Setup: even number of panels split 50:50 E/W (house almost exactly E/W oriented). Hybrid inverter and batteries.

Long story short, we've got 4 more panels on the roof than our inverter can handle; they're not connected up right now. To move past that elephant, we chose to put them there in the knowledge we were over-specing(?) for a few reasons; aesthetics to balance out the roof (esp. street-facing side) and longevity/expansion given that we couldn't guarantee they'd be available in 5/10/etc year's time. Using a higher power domestic inverter isn't really an option at this point (for reasons) but knowing that inverter/battery technology is changing all the time, we're also considering the longer term strategy of connecting them permanently when tech allows.

So today's challenge is whether/how we could incorporate the currently dormant panels into the current system without overloading it using switching. For the majority of its uptime, the sun is either on the east panels or the west, with both sets generating but the non-facing side generating substantially less. What would be ideal is if we could turn off two of the panels from the non-facing side whilst turning on the two dormant panels on the facing side depending on where the sun is. Not so much of an issue in summer, but very much more desirable as a system 'feature' in winter.

For the sake of this example, the array is split 10:10 with 8:8 permanently powered.

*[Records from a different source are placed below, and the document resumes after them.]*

#[cfg(test)]
mod tests {
    use super::*;
    use crate::{
        event::{Event, MemorySink},
        platform::{LocalEngineContext, LogStream, Labels, StatusStream},
    };
    use indoc::indoc;
    use pretty_assertions::assert_eq;
    use sealed_test::prelude::*;
    use std::{env::current_dir, fs, io::Write};

    const DESCRIPTOR: &str = indoc! {r#"
        metadata:
          name: nodejs
        components:
          - name: runtime
            container:
              image: node:18
        commands:
          - id: install
            exec:
              component: runtime
              commandLine: npm install
              group:
                kind: build
          - id: run
            exec:
              component: runtime
              commandLine: npm start
              group:
                kind: run
    "#};

    /// Adapter recording sessions, failing transfers on demand.
    #[derive(Default, Clone)]
    struct Recorder {
        sessions: Arc<Mutex<Vec<PushSession>>>,
        fail_transfer: Arc<Mutex<bool>>,

        /// Component lost its files, and only accepts a full transfer.
        fresh: Arc<Mutex<bool>>,
    }

    impl PlatformAdapter for Recorder {
        fn name(&self) -> &'static str {
            "recorder"
        }

        fn sync_files(&self, session: &PushSession) -> platform::Result<TransferSummary> {
            if *self.fail_transfer.lock().expect("lock") {
                return Err(PlatformError::Exec {
                    command: "tar".into(),
                    exit_code: Some(1),
                    output: String::new(),
                });
            }
            let mut fresh = self.fresh.lock().expect("lock");
            if *fresh && !session.full_sync {
                return Ok(TransferSummary {
                    provisioned: true,
                    ..Default::default()
                });
            }
            *fresh = false;

            self.sessions.lock().expect("lock").push(session.clone());
            Ok(TransferSummary {
                copied: session.delta.added.len() + session.delta.modified.len(),
                deleted: session.delta.deleted.len(),
                ..Default::default()
            })
        }

        fn run_lifecycle(&self, session: &PushSession, _: bool) -> platform::Result<Vec<LifecycleAction>> {
            Ok(session
                .lifecycle
                .iter()
                .map(|cmd| LifecycleAction::Started(cmd.id.clone()))
                .collect())
        }

        fn exec(&self, _: &str, _: &mut dyn Write) -> platform::Result<()> {
            Ok(())
        }

        fn log(&self, follow: bool, _: &ResolvedCommand) -> platform::Result<LogStream> {
            Ok(LogStream::new(follow, Box::new(|_| Err(std::io::Error::other("no log")))))
        }

        fn delete(&self, _: &Labels, _: bool, _: bool) -> platform::Result<()> {
            Ok(())
        }

        fn test(&self, _: Option<&str>, _: bool) -> platform::Result<()> {
            Ok(())
        }

        fn watch_remote_status(&self) -> platform::Result<StatusStream> {
            Ok(StatusStream::closed())
        }
    }

    fn pipeline(root: &Path, descriptor: &str, recorder: Recorder, sink: MemorySink) -> PushPipeline {
        PushPipeline::with_adapter(
            root,
            Arc::new(descriptor.parse().expect("descriptor")),
            Box::new(recorder),
            PlatformContext::LocalEngine(LocalEngineContext),
            Arc::new(Reporter::new(sink)),
        )
    }

    fn kinds(events: &[Event]) -> Vec<EventKind> {
        events.iter().map(|event| event.kind).collect()
    }

    #[sealed_test]
    fn successful_push_persists_index() -> anyhow::Result<()> {
        let root = current_dir()?;
        fs::write(root.join("app.js"), "console.log(1)")?;
        let sink = MemorySink::new();
        let pipeline = pipeline(&root, DESCRIPTOR, Recorder::default(), sink.clone());

        let outcome = pipeline.push(&PushOptions::default())?;
        assert_eq!(outcome.delta.added.iter().collect::<Vec<_>>(), ["app.js"]);
        assert_eq!(outcome.actions, [LifecycleAction::Started("run".into())]);
        assert_eq!(pipeline.store().load()?.len(), 1);

        let events = sink.events();
        assert_eq!(events.first().map(|event| event.kind), Some(EventKind::Init));
        assert_eq!(events.last().map(|event| event.kind), Some(EventKind::Success));
        assert_eq!(kinds(&events).iter().filter(|kind| kind.is_terminal()).count(), 1);

        let second = pipeline.push(&PushOptions::default())?;
        assert!(second.delta.is_empty());

        Ok(())
    }

    #[sealed_test]
    fn failed_transfer_keeps_index() -> anyhow::Result<()> {
        let root = current_dir()?;
        fs::write(root.join("app.js"), "console.log(1)")?;
        let recorder = Recorder::default();
        *recorder.fail_transfer.lock().expect("lock") = true;
        let sink = MemorySink::new();
        let pipeline = pipeline(&root, DESCRIPTOR, recorder.clone(), sink.clone());

        let err = pipeline.push(&PushOptions::default()).expect_err("transfer fails");
        assert_eq!(err.error_kind(), "exec");
        assert!(!err.is_fatal());
        assert!(!pipeline.store().index_path().exists());
        assert_eq!(sink.events().last().and_then(|event| event.error_kind.clone()), Some("exec".into()));

        *recorder.fail_transfer.lock().expect("lock") = false;
        let outcome = pipeline.push(&PushOptions::default())?;
        assert_eq!(outcome.delta.added.iter().collect::<Vec<_>>(), ["app.js"]);

        Ok(())
    }

    #[sealed_test]
    fn provisioned_component_receives_every_file() -> anyhow::Result<()> {
        let root = current_dir()?;
        fs::write(root.join("app.js"), "console.log(1)")?;
        let recorder = Recorder::default();
        let pipeline = pipeline(&root, DESCRIPTOR, recorder.clone(), MemorySink::new());
        pipeline.push(&PushOptions::default())?;

        fs::write(root.join("lib.js"), "module.exports = {}")?;
        *recorder.fresh.lock().expect("lock") = true;
        let outcome = pipeline.push(&PushOptions::default())?;

        assert!(outcome.transfer.provisioned);
        assert_eq!(outcome.delta.added.iter().collect::<Vec<_>>(), ["app.js", "lib.js"]);
        let sessions = recorder.sessions.lock().expect("lock");
        let last = sessions.last().expect("full transfer");
        assert!(last.full_sync);
        assert_eq!(last.delta.added.len(), 2);
        assert_eq!(pipeline.store().load()?.len(), 2);

        Ok(())
    }

    #[sealed_test]
    fn progress_setting_reaches_session() -> anyhow::Result<()> {
        let root = current_dir()?;
        fs::write(root.join("app.js"), "console.log(1)")?;
        let recorder = Recorder::default();
        let pipeline = pipeline(&root, DESCRIPTOR, recorder.clone(), MemorySink::new());

        pipeline.push(&PushOptions::default())?;
        pipeline.push(&PushOptions {
            force_build: true,
            show_progress: true,
            ..Default::default()
        })?;

        let progress = recorder
            .sessions
            .lock()
            .expect("lock")
            .iter()
            .map(|session| session.show_progress)
            .collect::<Vec<_>>();
        assert_eq!(progress, [false, true]);

        Ok(())
    }

    #[sealed_test]
    fn missing_run_command_is_fatal() -> anyhow::Result<()> {
        let root = current_dir()?;
        let descriptor = indoc! {r#"
            components:
              - name: runtime
                container:
                  image: node:18
            commands:
              - id: install
                exec:
                  component: runtime
                  commandLine: npm install
                  group:
                    kind: build
        "#};
        let sink = MemorySink::new();
        let pipeline = pipeline(&root, descriptor, Recorder::default(), sink.clone());

        let err = pipeline.push(&PushOptions::default()).expect_err("no run command");
        assert_eq!(err.error_kind(), "no_command");
        assert!(err.is_fatal());
        assert!(!err.stops_watch());
        assert_eq!(kinds(&sink.events()), [EventKind::Init, EventKind::ResolveCommands, EventKind::Failure]);

        Ok(())
    }

    #[sealed_test]
    fn debug_without_debug_command_skips_lifecycle() -> anyhow::Result<()> {
        let root = current_dir()?;
        let recorder = Recorder::default();
        let sink = MemorySink::new();
        let pipeline = pipeline(&root, DESCRIPTOR, recorder.clone(), sink.clone());

        let outcome = pipeline.push(&PushOptions {
            debug: true,
            ..Default::default()
        })?;
        assert!(outcome.actions.is_empty());
        assert!(sink
            .events()
            .iter()
            .any(|event| event.status == EventStatus::Warning && event.kind == EventKind::ResolveCommands));

        Ok(())
    }

    #[sealed_test]
    fn corrupt_index_falls_back_to_full_sync() -> anyhow::Result<()> {
        let root = current_dir()?;
        fs::write(root.join("app.js"), "console.log(1)")?;
        fs::create_dir_all(root.join(".devsync"))?;
        fs::write(root.join(".devsync/file-index.json"), "{ not json")?;
        let pipeline = pipeline(&root, DESCRIPTOR, Recorder::default(), MemorySink::new());

        let outcome = pipeline.push(&PushOptions::default())?;
        assert_eq!(outcome.delta.added.iter().collect::<Vec<_>>(), ["app.js"]);
        assert_eq!(pipeline.store().load()?.len(), 1);

        Ok(())
    }

    #[test]
    fn missing_root_is_not_accessible() {
        let pipeline = pipeline(
            Path::new("/nonexistent/devsync/root"),
            DESCRIPTOR,
            Recorder::default(),
            MemorySink::new(),
        );
        let err = pipeline.push(&PushOptions::default()).expect_err("no root");
        assert_eq!(err.error_kind(), "root_not_accessible");
        assert!(err.stops_watch());
    }

    #[sealed_test]
    fn concurrent_push_is_rejected() -> anyhow::Result<()> {
        let root = current_dir()?;
        let pipeline = pipeline(&root, DESCRIPTOR, Recorder::default(), MemorySink::new());
        let _held = pipeline.session.lock().expect("session lock");

        let err = pipeline.push(&PushOptions::default()).expect_err("in progress");
        assert_eq!(err.error_kind(), "session_in_progress");

        Ok(())
    }
}
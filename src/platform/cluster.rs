// SPDX-FileCopyrightText: 2025 Jason Pena <jasonpena@awkless.com>
// SPDX-License-Identifier: MIT

//! Cluster orchestrator runtime.
//!
//! Components run as a single-replica deployment in one namespace. Every
//! container of the descriptor becomes a container of the deployment's pod,
//! kept alive by an idle entrypoint, with one shared scratch volume mounted at
//! each container's source mapping. Commands are run through the cluster's
//! command line client, `kubectl` by default.

use crate::platform::{
    argv, checked_output, ComponentTarget, Labels, PlatformError, Result, Runtime, Shell,
    StatusStream,
};

use serde_json::{json, Value};
use std::time::Duration;
use tracing::{debug, info, instrument};

/// Name of the volume project sources are synchronized into.
pub const PROJECTS_VOLUME: &str = "devsync-projects";

/// Runtime driving a cluster orchestrator.
#[derive(Debug, Clone)]
pub struct ClusterRuntime {
    binary: String,
    namespace: String,
    timeout: Duration,
}

impl ClusterRuntime {
    pub fn new(binary: impl Into<String>, namespace: impl Into<String>, timeout: Duration) -> Self {
        Self {
            binary: binary.into(),
            namespace: namespace.into(),
            timeout,
        }
    }

    pub fn namespace(&self) -> &str {
        &self.namespace
    }

    /// Generate deployment manifest of component.
    pub fn manifest(&self, target: &ComponentTarget) -> Value {
        let labels = target.labels.as_map();
        let containers = target
            .descriptor
            .containers()
            .map(|(name, container)| {
                let env = container
                    .env
                    .iter()
                    .map(|var| json!({ "name": var.name, "value": var.value }))
                    .collect::<Vec<_>>();
                let ports = container
                    .endpoints
                    .iter()
                    .map(|endpoint| json!({ "name": endpoint.name, "containerPort": endpoint.target_port }))
                    .collect::<Vec<_>>();
                let mounts = if container.mounts_sources() {
                    vec![json!({ "name": PROJECTS_VOLUME, "mountPath": container.source_mapping() })]
                } else {
                    Vec::new()
                };

                json!({
                    "name": name,
                    "image": container.image,
                    "command": ["tail"],
                    "args": ["-f", "/dev/null"],
                    "env": env,
                    "ports": ports,
                    "volumeMounts": mounts,
                })
            })
            .collect::<Vec<_>>();

        json!({
            "apiVersion": "apps/v1",
            "kind": "Deployment",
            "metadata": {
                "name": target.name,
                "namespace": self.namespace,
                "labels": labels,
            },
            "spec": {
                "replicas": 1,
                "selector": { "matchLabels": labels },
                "template": {
                    "metadata": { "labels": labels },
                    "spec": {
                        "volumes": [{ "name": PROJECTS_VOLUME, "emptyDir": {} }],
                        "containers": containers,
                    },
                },
            },
        })
    }

    /// Name of the running pod matching `labels`.
    fn pod(&self, shell: &dyn Shell, target: &ComponentTarget, labels: &Labels) -> Result<String> {
        self.running_pod(shell, labels)?
            .ok_or_else(|| PlatformError::ComponentNotRunning {
                component: target.name.clone(),
                reason: format!("no running pod in namespace {:?}", self.namespace),
            })
    }

    fn running_pod(&self, shell: &dyn Shell, labels: &Labels) -> Result<Option<String>> {
        let args = vec![
            "get".to_string(),
            "pods".to_string(),
            "-n".to_string(),
            self.namespace.clone(),
            "-l".to_string(),
            labels.selector(),
            "--field-selector=status.phase=Running".to_string(),
            "-o".to_string(),
            "name".to_string(),
        ];
        let output = checked_output(shell, &self.binary, &args, None)?;

        Ok(output
            .stdout
            .lines()
            .map(str::trim)
            .find(|line| !line.is_empty())
            .map(|line| line.trim_start_matches("pod/").to_string()))
    }
}

impl Runtime for ClusterRuntime {
    fn name(&self) -> &'static str {
        "cluster"
    }

    #[instrument(skip(self, shell, target), level = "debug")]
    fn ensure_running(&self, shell: &dyn Shell, target: &ComponentTarget) -> Result<bool> {
        if target.descriptor.containers().next().is_none() {
            return Err(PlatformError::NoContainer {
                component: target.name.clone(),
            });
        }

        let before = self.running_pod(shell, &target.labels)?;
        let manifest = serde_json::to_vec(&self.manifest(target))?;
        let apply = argv(["apply", "-n", &self.namespace, "-f", "-"]);
        let output = checked_output(shell, &self.binary, &apply, Some(&manifest))?;
        debug!("{}", output.stdout.trim());

        let rollout = vec![
            "rollout".to_string(),
            "status".to_string(),
            format!("deployment/{}", target.name),
            "-n".to_string(),
            self.namespace.clone(),
            format!("--timeout={}s", self.timeout.as_secs()),
        ];
        checked_output(shell, &self.binary, &rollout, None).map_err(|err| {
            PlatformError::ComponentNotRunning {
                component: target.name.clone(),
                reason: err.to_string(),
            }
        })?;

        // INVARIANT: Every pod starts with an empty scratch volume, so a pod
        // other than the one seen before applying holds no synchronized files.
        let after = self.running_pod(shell, &target.labels)?;
        let replaced = before.is_none() || before != after;
        if replaced {
            debug!("pod changed from {before:?} to {after:?}");
        }

        info!("{} is running in namespace {:?}", target.name, self.namespace);
        Ok(replaced)
    }

    fn exec_argv(
        &self,
        shell: &dyn Shell,
        target: &ComponentTarget,
        container: &str,
        interactive: bool,
        script: &str,
    ) -> Result<(String, Vec<String>)> {
        let pod = self.pod(shell, target, &target.labels)?;
        let mut args = vec!["exec".to_string()];
        if interactive {
            args.push("-i".to_string());
        }
        args.extend([
            "-n".to_string(),
            self.namespace.clone(),
            pod,
            "-c".to_string(),
            container.to_string(),
            "--".to_string(),
            "sh".to_string(),
            "-c".to_string(),
            script.to_string(),
        ]);

        Ok((self.binary.clone(), args))
    }

    #[instrument(skip(self, shell, target, labels), level = "debug")]
    fn delete(&self, shell: &dyn Shell, target: &ComponentTarget, labels: &Labels) -> Result<()> {
        let args = argv([
            "delete",
            "deployment,pod",
            "-n",
            &self.namespace,
            "-l",
            &labels.selector(),
            "--ignore-not-found",
            "--wait=false",
        ]);
        checked_output(shell, &self.binary, &args, None)?;
        info!("requested removal of {}", target.name);
        Ok(())
    }

    fn remaining(&self, shell: &dyn Shell, labels: &Labels) -> Result<usize> {
        let args = argv([
            "get",
            "deployment,pod",
            "-n",
            &self.namespace,
            "-l",
            &labels.selector(),
            "-o",
            "name",
        ]);
        let output = checked_output(shell, &self.binary, &args, None)?;
        Ok(output.stdout.lines().filter(|line| !line.trim().is_empty()).count())
    }

    fn status_stream(&self, shell: &dyn Shell, labels: &Labels) -> Result<StatusStream> {
        let args = argv([
            "get",
            "pods",
            "-n",
            &self.namespace,
            "-l",
            &labels.selector(),
            "--watch",
            "--no-headers",
            "-o",
            "custom-columns=NAME:.metadata.name,PHASE:.status.phase",
        ]);
        let source = shell
            .lines(&self.binary, &args)
            .map_err(|err| PlatformError::Syscall {
                source: err,
                program: self.binary.clone(),
            })?;

        Ok(StatusStream::new(source))
    }
}

#[cfg(test)]
mod tests {
    use super::*;
    use crate::{
        descriptor::Descriptor,
        platform::{shell::scripted::ScriptedShell, ShellOutput, StatusEvent},
    };
    use indoc::indoc;
    use pretty_assertions::assert_eq;
    use std::{
        io,
        sync::{
            atomic::{AtomicUsize, Ordering},
            Arc,
        },
    };

    fn target() -> ComponentTarget {
        let descriptor: Descriptor = indoc! {r#"
            metadata:
              name: api
            components:
              - name: runtime
                container:
                  image: golang:1.22
                  sourceMapping: /src
                  env:
                    - name: MODE
                      value: dev
                  endpoints:
                    - name: http
                      targetPort: 8080
              - name: db
                container:
                  image: postgres:16
                  mountSources: false
        "#}
        .parse()
        .expect("descriptor");
        ComponentTarget::new(Arc::new(descriptor))
    }

    fn runtime() -> ClusterRuntime {
        ClusterRuntime::new("kubectl", "dev", Duration::from_secs(240))
    }

    #[test]
    fn manifest_mounts_sources_where_requested() {
        let manifest = runtime().manifest(&target());
        let containers = &manifest["spec"]["template"]["spec"]["containers"];

        assert_eq!(manifest["metadata"]["name"], "api");
        assert_eq!(manifest["spec"]["selector"]["matchLabels"]["app.kubernetes.io/instance"], "api");
        assert_eq!(containers[0]["volumeMounts"][0]["mountPath"], "/src");
        assert_eq!(containers[0]["env"][0]["name"], "MODE");
        assert_eq!(containers[0]["ports"][0]["containerPort"], 8080);
        assert_eq!(containers[1]["volumeMounts"], json!([]));
    }

    /// Shell answering pod lookups with `pods` in turn, repeating the last.
    fn shell_with_pods(apply: &'static str, pods: &'static [&'static str]) -> ScriptedShell {
        let lookups = AtomicUsize::new(0);
        ScriptedShell::new(move |args| match args.first().map(String::as_str) {
            Some("apply") => ShellOutput::ok(apply),
            Some("get") => {
                let turn = lookups.fetch_add(1, Ordering::SeqCst).min(pods.len() - 1);
                ShellOutput::ok(pods[turn])
            }
            _ => ShellOutput::ok(""),
        })
    }

    #[test]
    fn ensure_running_applies_manifest_and_waits() -> anyhow::Result<()> {
        let shell = shell_with_pods("deployment.apps/api created\n", &["", "pod/api-5d8c7\n"]);
        assert!(runtime().ensure_running(&shell, &target())?);

        let calls = shell.calls();
        assert!(calls[0].line().starts_with("get pods -n dev -l "));
        assert_eq!(calls[1].line(), "apply -n dev -f -");
        let applied: Value = serde_json::from_slice(calls[1].stdin.as_deref().unwrap_or_default())?;
        assert_eq!(applied["kind"], "Deployment");
        assert_eq!(calls[2].line(), "rollout status deployment/api -n dev --timeout=240s");

        Ok(())
    }

    #[test]
    fn configured_rollout_with_new_pod_is_fresh() -> anyhow::Result<()> {
        let shell = shell_with_pods(
            "deployment.apps/api configured\n",
            &["pod/api-5d8c7\n", "pod/api-6f2b1\n"],
        );
        assert!(runtime().ensure_running(&shell, &target())?);

        Ok(())
    }

    #[test]
    fn unchanged_deployment_with_same_pod_keeps_files() -> anyhow::Result<()> {
        let shell = shell_with_pods("deployment.apps/api unchanged\n", &["pod/api-5d8c7\n"]);
        assert!(!runtime().ensure_running(&shell, &target())?);

        Ok(())
    }

    #[test]
    fn failed_rollout_means_not_running() {
        let shell = ScriptedShell::new(|args| match args.first().map(String::as_str) {
            Some("rollout") => ShellOutput::failed(1, "timed out"),
            _ => ShellOutput::ok(""),
        });
        let result = runtime().ensure_running(&shell, &target());
        assert!(matches!(result, Err(PlatformError::ComponentNotRunning { .. })));
    }

    #[test]
    fn exec_targets_running_pod() -> anyhow::Result<()> {
        let shell = ScriptedShell::new(|args| match args.first().map(String::as_str) {
            Some("get") => ShellOutput::ok("pod/api-5d8c7\n"),
            _ => ShellOutput::ok(""),
        });
        let (program, args) = runtime().exec_argv(&shell, &target(), "runtime", true, "ls")?;
        assert_eq!(program, "kubectl");
        assert_eq!(
            args,
            ["exec", "-i", "-n", "dev", "api-5d8c7", "-c", "runtime", "--", "sh", "-c", "ls"]
        );

        Ok(())
    }

    #[test]
    fn exec_without_pod_fails() {
        let shell = ScriptedShell::succeeding();
        let result = runtime().exec_argv(&shell, &target(), "runtime", false, "ls");
        assert!(matches!(result, Err(PlatformError::ComponentNotRunning { .. })));
    }

    #[test]
    fn status_stream_follows_pod_phases() -> anyhow::Result<()> {
        let shell = ScriptedShell::new(|_| ShellOutput::ok("api-5d8c7   Pending\napi-5d8c7   Running\n"));
        let events = runtime()
            .status_stream(&shell, &target().labels)?
            .collect::<io::Result<Vec<_>>>()?;
        assert_eq!(
            events.last(),
            Some(&StatusEvent {
                name: "api-5d8c7".into(),
                phase: "Running".into()
            })
        );
        assert!(shell.calls()[0].line().contains("--watch"));

        Ok(())
    }
}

In the morning, we'd want a split of 10:6, moving to an afternoon split of 6:10.

I've seen lots of stuff online about folks doing clever things with inverters using Home Assistant (we're in the process of setting that up) but much less on the manipulation(?) of panels. I suspect that what we're trying to do isn't that hard if we have access to the panel cabling and timer switches. Obviously the timer switching would need to be set up in such a way that there's no possibility of everything being on at the same time but beyond that, we're not sure whether there are any other limitations/pitfalls we might be missing.

Anyone done this sort of thing before and/or fancy chipping in advice, guidance, warnings and so on?

Hope that all makes sense - and thanks in advance.
 
As I said, reasons.

Right now the inverter is already at what I think is the upper limit of the domestic single-phase sizing (6kw). Future plans could include another, rather than a larger, inverter but that would involve some other control mechanisms to stop them fighting with each other. At the same time, generation volumes during summer are already, um, considerably higher than we're ever going to use.

Should probably add that our priorities are a bit different to most folks. We' don't want/need outright maximum return on everything all the time - at least not immediately. Like most folks, we don't use all we generate in summer and as yet we've not figured out how to sell back the unused stuff (and given what we can already put out I suspect there's a G99 certification in our future). This is a long game thing.

For the time being all we're looking to do is determine whether we can do something relatively simple to optimise the panel usage during the dark times. If we can't, the four dormant panels stay that way for the foreseeable and that's fine too.
 
As weird as this will sound, I've deliberately avoided putting in that detail because as I said, the question is about the practicalities of optimising a slightly peculiar array arrangement through switching. Without wanting to appear rude or difficult, I don't want to get into the size/scale of the kit itself.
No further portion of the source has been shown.